> [RECORDS TO USE]:
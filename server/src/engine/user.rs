//! Per-identity presence, session history and the anti-spam score.
//!
//! Every time-dependent operation has an `_at(now)` form; the plain form uses
//! the wall clock. The hub always calls the `_at` forms with the timestamp of
//! the event being processed so one event sees one consistent "now".

use std::collections::VecDeque;

use chrono::{DateTime, Duration, Utc};
use serde::{Deserialize, Serialize};
use tracing::warn;

use super::message::Message;
use super::permissions::{DEFAULT_MEMBER, Permissions};
use super::similarity::normalized_edit_distance;
use crate::collab::profile::ProfileRecord;
use crate::config::SpamSection;
use crate::error::ProfileError;

/// Joins older than this no longer count toward join spam.
const JOIN_SPAM_WINDOW_SECS: f64 = 120.0;
/// Points a join contributes the instant it happens.
const JOIN_SPAM_POINTS: f64 = 30.0;

const MESSAGE_BASE_POINTS: f64 = 5.0;
/// Posting again within this many seconds adds rate pressure.
const RATE_WINDOW_SECS: f64 = 5.0;
const RATE_POINTS: f64 = 20.0;
const RATE_EXPONENT: f64 = 1.2;
const BLANK_LINE_POINTS: f64 = 5.0;
/// Own messages older than this are ignored for similarity.
const SIMILARITY_WINDOW_MINUTES: f64 = 10.0;

pub const MAX_SPAM_SCORE: f64 = 1000.0;
/// Floor for the escalation counter; a first block always lasts one step.
pub const MIN_GLOBAL_SPAM_SCORE: i64 = 1;
const GLOBAL_SPAM_DRIFT: i64 = 2;

const MAX_SESSIONS: usize = 100;
/// An identity counts as active if it sent an active ping this recently.
const ACTIVE_PING_WINDOW_SECS: i64 = 60;

/// Outcome of a spam score update.
#[derive(Debug, Clone, Copy, PartialEq, Eq, Serialize, Deserialize)]
pub enum SpamSignal {
    None,
    Warning,
    Blocked,
}

/// One open-to-close presence interval.
#[derive(Debug, Clone, PartialEq, Serialize, Deserialize)]
pub struct Session {
    pub id: u64,
    pub entered: DateTime<Utc>,
    /// `None` while the session is still open.
    pub left: Option<DateTime<Utc>>,
}

impl Session {
    pub fn is_open(&self) -> bool {
        self.left.is_none()
    }
}

/// Profile fields mirrored from the external profile source.
#[derive(Debug, Clone, PartialEq, Serialize, Deserialize)]
#[serde(default)]
pub struct Profile {
    pub username: String,
    pub avatar: String,
    pub stars: i64,
    pub level: i64,
    pub badges: Vec<String>,
    pub language: String,
    pub joined: Option<DateTime<Utc>>,
    pub permissions: Permissions,
}

impl Default for Profile {
    fn default() -> Self {
        Self {
            username: String::new(),
            avatar: String::new(),
            stars: 0,
            level: 0,
            badges: Vec::new(),
            language: "en".into(),
            joined: None,
            permissions: DEFAULT_MEMBER,
        }
    }
}

/// Immutable copy of the public parts of a profile, captured at a point in time.
#[derive(Debug, Clone, PartialEq, Serialize, Deserialize)]
#[serde(rename_all = "camelCase")]
pub struct UserSnapshot {
    pub uid: u64,
    pub username: String,
    pub avatar: String,
    pub stars: i64,
    pub level: i64,
    pub badges: Vec<String>,
    pub language: String,
}

impl UserSnapshot {
    /// Snapshot for messages authored by the server or a module.
    pub fn system(name: &str) -> Self {
        Self {
            uid: 0,
            username: name.to_string(),
            avatar: String::new(),
            stars: 0,
            level: 0,
            badges: Vec::new(),
            language: "en".into(),
        }
    }
}

/// A registered chat participant.
#[derive(Debug, Clone, Default, Serialize, Deserialize)]
#[serde(default)]
pub struct User {
    pub uid: u64,
    pub profile: Profile,
    pub profile_loaded_at: Option<DateTime<Utc>>,
    pub banned_until: Option<DateTime<Utc>>,
    pub shadow_banned: bool,
    pub blocked_until: Option<DateTime<Utc>>,
    /// Suppresses join/leave notices and user-list presence.
    pub hiding: bool,
    sessions: VecDeque<Session>,
    joins: Vec<DateTime<Utc>>,
    spam_score: f64,
    global_spam_score: i64,
    last_spam_decay: DateTime<Utc>,
    last_global_drift: DateTime<Utc>,
    last_block: Option<DateTime<Utc>>,
    last_post: Option<DateTime<Utc>>,
    last_ping: Option<DateTime<Utc>>,
}

impl User {
    pub fn new(uid: u64, now: DateTime<Utc>) -> Self {
        Self {
            uid,
            global_spam_score: MIN_GLOBAL_SPAM_SCORE,
            last_spam_decay: now,
            last_global_drift: now,
            ..Default::default()
        }
    }

    pub fn snapshot(&self) -> UserSnapshot {
        UserSnapshot {
            uid: self.uid,
            username: self.profile.username.clone(),
            avatar: self.profile.avatar.clone(),
            stars: self.profile.stars,
            level: self.profile.level,
            badges: self.profile.badges.clone(),
            language: self.profile.language.clone(),
        }
    }

    // ── Sessions ────────────────────────────────────────────────────

    /// Open a new session, force-closing any session still open.
    pub fn enter_chat_at(&mut self, session_id: u64, now: DateTime<Utc>) -> u64 {
        for session in self.sessions.iter_mut().filter(|s| s.is_open()) {
            session.left = Some(now);
        }
        self.sessions.push_back(Session {
            id: session_id,
            entered: now,
            left: None,
        });
        while self.sessions.len() > MAX_SESSIONS {
            self.sessions.pop_front();
        }

        let cutoff = now - window(JOIN_SPAM_WINDOW_SECS);
        self.joins.retain(|t| *t >= cutoff);
        self.joins.push(now);
        self.last_ping = Some(now);
        session_id
    }

    /// Close the named session if it is still open.
    pub fn leave_chat_at(&mut self, session_id: u64, now: DateTime<Utc>) {
        if let Some(session) = self
            .sessions
            .iter_mut()
            .find(|s| s.id == session_id && s.is_open())
        {
            session.left = Some(now);
        }
    }

    pub fn sessions(&self) -> impl Iterator<Item = &Session> {
        self.sessions.iter()
    }

    pub fn open_session_count(&self) -> usize {
        self.sessions.iter().filter(|s| s.is_open()).count()
    }

    pub fn max_session_id(&self) -> Option<u64> {
        self.sessions.iter().map(|s| s.id).max()
    }

    // ── Presence ────────────────────────────────────────────────────

    /// Only active pings count as liveness; passive polls are ignored.
    pub fn ping_at(&mut self, active: bool, now: DateTime<Utc>) {
        if active {
            self.last_ping = Some(now);
        }
    }

    pub fn is_active(&self, now: DateTime<Utc>) -> bool {
        self.open_session_count() > 0
            && self
                .last_ping
                .is_some_and(|t| now - t < Duration::seconds(ACTIVE_PING_WINDOW_SECS))
    }

    pub fn last_post(&self) -> Option<DateTime<Utc>> {
        self.last_post
    }

    pub fn mark_posted(&mut self, now: DateTime<Utc>) {
        self.last_post = Some(now);
    }

    // ── Moderation state ────────────────────────────────────────────

    /// A visible ban. Shadow bans are never reported to the identity.
    pub fn is_banned(&self, now: DateTime<Utc>) -> bool {
        !self.shadow_banned && self.banned_until.is_some_and(|t| t > now)
    }

    pub fn is_shadow_banned(&self, now: DateTime<Utc>) -> bool {
        self.shadow_banned && self.banned_until.is_some_and(|t| t > now)
    }

    pub fn is_blocked(&self, now: DateTime<Utc>) -> bool {
        self.blocked_until.is_some_and(|t| t > now)
    }

    pub fn block_seconds_left(&self, now: DateTime<Utc>) -> i64 {
        self.blocked_until
            .map(|t| (t - now).num_seconds().max(0))
            .unwrap_or(0)
    }

    pub fn permissions(&self) -> Permissions {
        self.profile.permissions
    }

    // ── Spam model ──────────────────────────────────────────────────

    pub fn spam_score(&self) -> f64 {
        self.spam_score
    }

    pub fn global_spam_score(&self) -> i64 {
        self.global_spam_score
    }

    /// Decaying penalty for recent joins: each join within the window adds
    /// `30 * (1 - age / 2min)`.
    pub fn join_spam_score_at(&self, now: DateTime<Utc>) -> f64 {
        self.joins
            .iter()
            .map(|t| {
                let age = seconds_between(*t, now);
                (JOIN_SPAM_POINTS * (1.0 - age / JOIN_SPAM_WINDOW_SECS)).max(0.0)
            })
            .sum()
    }

    /// Penalty for posting `text` now, given the recent global message buffer.
    pub fn message_spam_score_at<'a, I>(&self, recent: I, text: &str, now: DateTime<Utc>) -> f64
    where
        I: IntoIterator<Item = &'a Message>,
    {
        let mut points = MESSAGE_BASE_POINTS;

        if let Some(last) = self.last_post {
            let since = seconds_between(last, now);
            let max_penalty = (RATE_WINDOW_SECS - since) / RATE_WINDOW_SECS;
            if max_penalty > 0.0 {
                points += RATE_POINTS * max_penalty.powf(RATE_EXPONENT);
            }
        }

        points += text.chars().count() as f64 / 100.0;
        points += BLANK_LINE_POINTS * text.lines().filter(|l| l.trim().is_empty()).count() as f64;

        let window_start = now - window(SIMILARITY_WINDOW_MINUTES * 60.0);
        for prior in recent.into_iter().filter(|m| {
            m.sender.uid == self.uid && m.spammable && m.posted_at >= window_start && m.posted_at <= now
        }) {
            let minutes_ago = seconds_between(prior.posted_at, now) / 60.0;
            let recency = (1.0 - minutes_ago / SIMILARITY_WINDOW_MINUTES).max(0.0);
            let similarity = 1.0 - normalized_edit_distance(text, &prior.text);
            // Near-duplicates regardless of age, then fast repeats regardless of content.
            points += 6.0 * recency.powf(0.1) * similarity.powi(6);
            points += 2.0 * similarity * recency.powi(8);
        }

        points
    }

    /// Decay the score, add `points`, and escalate to a block when the
    /// threshold is reached. No-op while blocked.
    pub fn update_spam_at(&mut self, points: f64, config: &SpamSection, now: DateTime<Utc>) -> SpamSignal {
        if self.is_blocked(now) {
            return SpamSignal::None;
        }

        let elapsed = seconds_between(self.last_spam_decay, now);
        self.spam_score = (self.spam_score - config.decay_per_second * elapsed).clamp(0.0, MAX_SPAM_SCORE);
        self.last_spam_decay = now;

        let day = Duration::hours(24);
        let calm = self.last_block.is_none_or(|t| now - t >= day);
        if calm && now - self.last_global_drift >= day {
            self.global_spam_score = (self.global_spam_score - GLOBAL_SPAM_DRIFT).max(MIN_GLOBAL_SPAM_SCORE);
            self.last_global_drift = now;
        }

        self.spam_score = (self.spam_score + points).clamp(0.0, MAX_SPAM_SCORE);

        if self.spam_score >= config.block_threshold {
            self.spam_score = 0.0;
            let block_secs = self.global_spam_score * config.block_seconds_per_point;
            self.blocked_until = Some(now + Duration::seconds(block_secs));
            self.global_spam_score += 1;
            self.last_block = Some(now);
            return SpamSignal::Blocked;
        }
        if self.spam_score > config.warning_threshold {
            return SpamSignal::Warning;
        }
        SpamSignal::None
    }

    // ── Profile ─────────────────────────────────────────────────────

    pub fn has_profile(&self) -> bool {
        self.profile_loaded_at.is_some()
    }

    /// Apply the result of a profile fetch. Failures leave the cached
    /// profile untouched and are handed back to the caller.
    pub fn apply_profile_at(
        &mut self,
        fetched: Result<ProfileRecord, ProfileError>,
        now: DateTime<Utc>,
    ) -> Result<(), ProfileError> {
        let record = match fetched {
            Ok(record) => record,
            Err(e) => {
                warn!(uid = self.uid, error = %e, "profile refresh failed, keeping cached profile");
                return Err(e);
            }
        };

        let profile = &mut self.profile;
        if let Some(username) = record.username {
            profile.username = username;
        }
        if let Some(avatar) = record.avatar.or_else(|| record.avatars.and_then(|a| a.into_iter().next())) {
            profile.avatar = avatar;
        }
        if let Some(stars) = record.stars {
            profile.stars = stars;
        }
        if let Some(level) = record.level {
            profile.level = level;
        }
        if let Some(badges) = record.badges {
            profile.badges = badges;
        }
        if let Some(language) = record.language {
            profile.language = language;
        }
        if record.joined.is_some() {
            profile.joined = record.joined;
        }
        if let Some(perms) = record.permissions {
            profile.permissions = perms.to_permissions();
        }
        self.banned_until = record.banned_until;
        if let Some(shadow) = record.shadow_banned {
            self.shadow_banned = shadow;
        }
        if let Some(hiding) = record.hiding {
            self.hiding = hiding;
        }
        self.profile_loaded_at = Some(now);
        Ok(())
    }
}

fn window(secs: f64) -> Duration {
    Duration::milliseconds((secs * 1000.0) as i64)
}

fn seconds_between(earlier: DateTime<Utc>, later: DateTime<Utc>) -> f64 {
    ((later - earlier).num_milliseconds() as f64 / 1000.0).max(0.0)
}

> [TASK BRIEF]: Starting at the line above that contains "profile.stars = stars;", write out each line exactly until the line that contains "fn seconds_between(earlier: DateTime<Utc>, later: DateTime<Utc>)" has been written, and stop there.

> [SOLUTION TO THE PROBLEM]:
            profile.stars = stars;
        }
        if let Some(level) = record.level {
            profile.level = level;
        }
        if let Some(badges) = record.badges {
            profile.badges = badges;
        }
        if let Some(language) = record.language {
            profile.language = language;
        }
        if record.joined.is_some() {
            profile.joined = record.joined;
        }
        if let Some(perms) = record.permissions {
            profile.permissions = perms.to_permissions();
        }
        self.banned_until = record.banned_until;
        if let Some(shadow) = record.shadow_banned {
            self.shadow_banned = shadow;
        }
        if let Some(hiding) = record.hiding {
            self.hiding = hiding;
        }
        self.profile_loaded_at = Some(now);
        Ok(())
    }
}

fn window(secs: f64) -> Duration {
    Duration::milliseconds((secs * 1000.0) as i64)
}

fn seconds_between(earlier: DateTime<Utc>, later: DateTime<Utc>) -> f64 {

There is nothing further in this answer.